The two protocols are not mutually exclusive. A service could expose both endpoints, letting the client negotiate. The x402 spec's move to the Linux Foundation and MPP's open spec repository both signal that the underlying HTTP 402 handshake is converging toward a shared baseline, even as the settlement layers differ.

The bottom line

x402 and MPP agree on the fundamental proposition: machine payments should be HTTP-native, stablecoin-denominated, and require no accounts or subscriptions.
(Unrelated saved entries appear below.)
use crate::consensus::round::Round;
use thiserror::Error;

/// Unified error type for the consensus node
#[derive(Error, Debug)]
pub enum YacError {
    #[error("peer list for round is empty")]
    EmptyPeerList,

    #[error("malformed peer: {0}")]
    MalformedPeer(String),

    #[error("local signing key is missing")]
    MissingKey,

    #[error("invalid key: {0}")]
    InvalidKey(String),

    #[error("unknown signature algorithm tag {0}")]
    UnknownAlgorithm(u8),

    #[error("consensus gate is stopped")]
    Stopped,

    #[error("already voted in round {0}")]
    AlreadyVoted(Round),

    #[error("round {0} is frozen")]
    RoundFrozen(Round),

    #[error("round {0} is behind the current round")]
    StaleRound(Round),

    #[error("network error: {0}")]
    Network(String),

    #[error("codec error: {0}")]
    Codec(#[from] bincode::Error),

    #[error("config error: {0}")]
    Config(String),

    #[error("io error: {0}")]
    Io(#[from] std::io::Error),
}

/// Convenience alias
pub type Result<T> = std::result::Result<T, YacError>;
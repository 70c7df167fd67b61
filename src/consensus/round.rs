use serde::{Deserialize, Serialize};
use std::fmt;

/// Voting epoch: block height plus a retry counter within that height.
/// Ordered lexicographically by (height, counter).
#[derive(Clone, Copy, Debug, Default, PartialEq, Eq, Hash, PartialOrd, Ord, Serialize, Deserialize)]
pub struct Round {
    pub height: u64,
    pub counter: u64,
}

impl Round {
    pub fn new(height: u64, counter: u64) -> Self {
        Self { height, counter }
    }

    /// Round after a block (or an agreed empty round) at this height
    pub fn next_height(self) -> Self {
        Self { height: self.height + 1, counter: 0 }
    }

    /// Retry of the same height after a reject
    pub fn next_counter(self) -> Self {
        Self { height: self.height, counter: self.counter + 1 }
    }
}

impl fmt::Display for Round {
    fn fmt(&self, f: &mut fmt::Formatter<'_>) -> fmt::Result {
        write!(f, "({}, {})", self.height, self.counter)
    }
}
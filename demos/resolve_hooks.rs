//! Show which hooks the current configuration selects for sample events,
//! without running anything.
//!
//! ```bash
//! cargo run --example resolve_hooks
//! ```

use hookwire::dispatch::resolve_hook_names;
use hookwire::prelude::*;
use serde_json::json;

fn main() {
    let loader = ConfigLoader::default();
    println!("candidate config files:");
    for candidate in loader.candidates() {
        let marker = if candidate.exists() { "*" } else { " " };
        println!("  [{marker}] {}", candidate.display());
    }

    let config = loader.load();
    if config.is_empty() {
        println!("\nno hooks configured");
        return;
    }

    let samples = [
        HookEvent::tool_use(
            EventKind::PreToolUse,
            "demo",
            "Bash",
            json!({"command": "npm install left-pad"}),
        ),
        HookEvent::tool_use(
            EventKind::PostToolUse,
            "demo",
            "Read",
            json!({"file_path": "src/lib.rs"}),
        ),
        HookEvent::write(EventKind::PreWrite, "demo", "src/lib.rs"),
        HookEvent::stop("demo"),
    ];

    println!();
    for event in &samples {
        let names = resolve_hook_names(&config, event);
        println!("{:<12} -> {:?}", event.kind.as_str(), names);
    }
}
They diverge on how to handle the volume and cost profile of real AI agent workloads. x402's simplicity and broad chain support make it the lower-friction starting point; MPP's sessions model is the answer for workloads where per-call on-chain cost would dominate. For a deeper look at MPP's architecture, see The Machine Payments Protocol, explained. For the broader context of why agentic payments exist, see What are agentic payments.


Keep reading

Related


Citations

Sources

  1. [1]Coinbase Developer Platform — x402 welcome
  2. [2]Coinbase — Introducing x402
  3. [3]Tempo — MPP Sessions
  4. [4]Cloudflare — Launching the x402 Foundation
  5. [5]Crypto Briefing — x402 surpasses 100 million agentic transactions on Base

tempowiki is a neutral, sourced reference. Every claim above is drawn from the cited sources; where a detail is uncertain it is omitted rather than guessed.


Answer-first

Frequently asked

What do x402 and MPP have in common?
Both use the HTTP 402 Payment Required status code as a machine-readable payment challenge. Both allow AI agents or software clients to pay for API access without accounts, subscriptions, or human intervention. Both accept stablecoins and are open standards.
What is the main architectural difference?
x402 settles each payment as an independent on-chain transaction. MPP adds Sessions: a client opens one on-chain escrow, makes unlimited off-chain signed payments (vouchers), then the server closes with a single on-chain settlement. MPP Sessions are better for high-frequency micropayments; x402 is simpler for low-frequency access.
Which chains does x402 support?
x402 supports EVM-compatible chains (primarily Base, plus Polygon, Arbitrum, and World) and Solana. Chain selection is encoded in the CAIP-2 network identifier in the payment header.
Which chains does MPP support?
MPP is native to Tempo. It also supports cards via Stripe and Bitcoin via the Lightning Network.
Who governs x402?
x402 moved to the Linux Foundation in April 2026 after Coinbase and Cloudflare co-founded the x402 Foundation in September 2025. Circle, Google, Microsoft, Stripe, and Visa are backers.